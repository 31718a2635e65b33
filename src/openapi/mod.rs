use utoipa::openapi::security::{HttpAuthScheme, HttpBuilder, SecurityScheme};
use utoipa::{Modify, OpenApi};
use utoipa_swagger_ui::SwaggerUi;

/// Registers the bearer JWT scheme referenced by `security(("bearer_auth" = []))`.
struct SecurityAddon;

impl Modify for SecurityAddon {
    fn modify(&self, openapi: &mut utoipa::openapi::OpenApi) {
        let components = openapi.components.get_or_insert_with(Default::default);
        components.add_security_scheme(
            "bearer_auth",
            SecurityScheme::Http(
                HttpBuilder::new()
                    .scheme(HttpAuthScheme::Bearer)
                    .bearer_format("JWT")
                    .build(),
            ),
        );
    }
}

#[derive(OpenApi)]
#[openapi(
    info(
        title = "Marketplace API",
        version = "0.1.0",
        description = r#"
# Marketplace Checkout & Fulfillment API

Multi-vendor checkout with split payments and per-item fulfillment.

## Flow

1. Buyers fill a cart and check out. Stock for every line is reserved in the same
   transaction that creates the order.
2. The response carries a gateway `authorization_url`; payment settles through the
   signed `/webhook/payment` callback.
3. Each vendor moves its own items through `pending → confirmed → processing →
   shipped`; the buyer confirms delivery. The order status is always derived from
   its items.

## Authentication

Send a bearer JWT. `sub` is the user id, `store_id` identifies a vendor's store and
the `admin` role grants platform operations (escrow release and refunds).

```
Authorization: Bearer <your-jwt-token>
```

## Money

All amounts are integer minor currency units (kobo, cents).
        "#,
        license(
            name = "MIT",
            url = "https://opensource.org/licenses/MIT"
        )
    ),
    servers(
        (url = "http://localhost:8080", description = "Local development")
    ),
    modifiers(&SecurityAddon),
    tags(
        (name = "Cart", description = "Buyer cart maintenance"),
        (name = "Checkout", description = "Order placement"),
        (name = "Orders", description = "Buyer order reads, cancellation and payment retry"),
        (name = "Fulfillment", description = "Per-item lifecycle transitions"),
        (name = "Store", description = "Vendor views and bulk actions"),
        (name = "Payments", description = "Escrow and gateway callbacks"),
        (name = "Health", description = "Health check endpoints")
    ),
    paths(
        // Cart
        crate::handlers::cart::get_cart,
        crate::handlers::cart::add_item,
        crate::handlers::cart::update_item,
        crate::handlers::cart::remove_item,
        crate::handlers::cart::clear_cart,

        // Checkout
        crate::handlers::checkout::checkout,

        // Orders
        crate::handlers::orders::list_orders,
        crate::handlers::orders::get_order,
        crate::handlers::orders::order_timeline,
        crate::handlers::orders::cancel_order,
        crate::handlers::orders::initialize_payment,

        // Fulfillment
        crate::handlers::order_items::accept_item,
        crate::handlers::order_items::reject_item,
        crate::handlers::order_items::process_item,
        crate::handlers::order_items::dispatch_item,
        crate::handlers::order_items::mark_delivered,
        crate::handlers::order_items::refund_item,

        // Store
        crate::handlers::store::accept_store_order,
        crate::handlers::store::reject_store_order,
        crate::handlers::store::list_store_items,
        crate::handlers::store::get_store_item,

        // Payments
        crate::handlers::payments::release_escrow,
        crate::handlers::webhook::payment_webhook,

        // Health
        crate::handlers::health::liveness_check,
        crate::handlers::health::status_check,
    ),
    components(
        schemas(
            crate::ResponseMeta,
            crate::entities::FulfillmentStatus,
            crate::entities::PaymentStatus,
            crate::services::checkout::Address,
            crate::services::checkout::CheckoutRequest,
            crate::services::checkout::CheckoutResponse,
            crate::services::cart::AddCartItem,
            crate::services::cart::UpdateCartItem,
            crate::services::cart::CartView,
            crate::services::cart::CartLineView,
            crate::services::fulfillment::FulfillmentUpdate,
            crate::services::fulfillment::ItemChange,
            crate::services::orders::OrderSummary,
            crate::services::orders::OrderView,
            crate::services::orders::OrderItemView,
            crate::services::orders::PaymentView,
            crate::services::orders::TimelineEntry,
            crate::services::payment_split::PaymentInit,
            crate::services::payment_split::EscrowRelease,
            crate::services::webhook::WebhookOutcome,
            crate::handlers::orders::RetryPaymentRequest,
            crate::handlers::webhook::WebhookAck,
            crate::handlers::health::StatusResponse,
            crate::handlers::health::ComponentHealth,
            crate::handlers::health::ComponentStatus,
            crate::errors::ErrorResponse
        )
    )
)]
pub struct ApiDocV1;

pub fn swagger_ui() -> SwaggerUi {
    SwaggerUi::new("/swagger-ui")
        .url("/api-docs/openapi.json", ApiDocV1::openapi())
        .config(utoipa_swagger_ui::Config::from("/api-docs/openapi.json").try_it_out_enabled(true))
}

#[cfg(test)]
mod tests {
    use super::*;

    #[test]
    fn test_openapi_generation() {
        let openapi = ApiDocV1::openapi();
        let json = serde_json::to_string_pretty(&openapi).unwrap();
        assert!(json.contains("Marketplace API"));
        assert!(json.contains("/api/v1/checkout"));
        assert!(json.contains("/api/v1/order-items/{id}/dispatch"));
        assert!(json.contains("bearer_auth"));
    }
}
--------
Where the listing above reaches the line that contains "impl Modify for", start retyping, and finish with the line that contains "# Marketplace Checkout & Fulfillment API"; reproduce those lines exactly and no others.

impl Modify for SecurityAddon {
    fn modify(&self, openapi: &mut utoipa::openapi::OpenApi) {
        let components = openapi.components.get_or_insert_with(Default::default);
        components.add_security_scheme(
            "bearer_auth",
            SecurityScheme::Http(
                HttpBuilder::new()
                    .scheme(HttpAuthScheme::Bearer)
                    .bearer_format("JWT")
                    .build(),
            ),
        );
    }
}

#[derive(OpenApi)]
#[openapi(
    info(
        title = "Marketplace API",
        version = "0.1.0",
        description = r#"
# Marketplace Checkout & Fulfillment API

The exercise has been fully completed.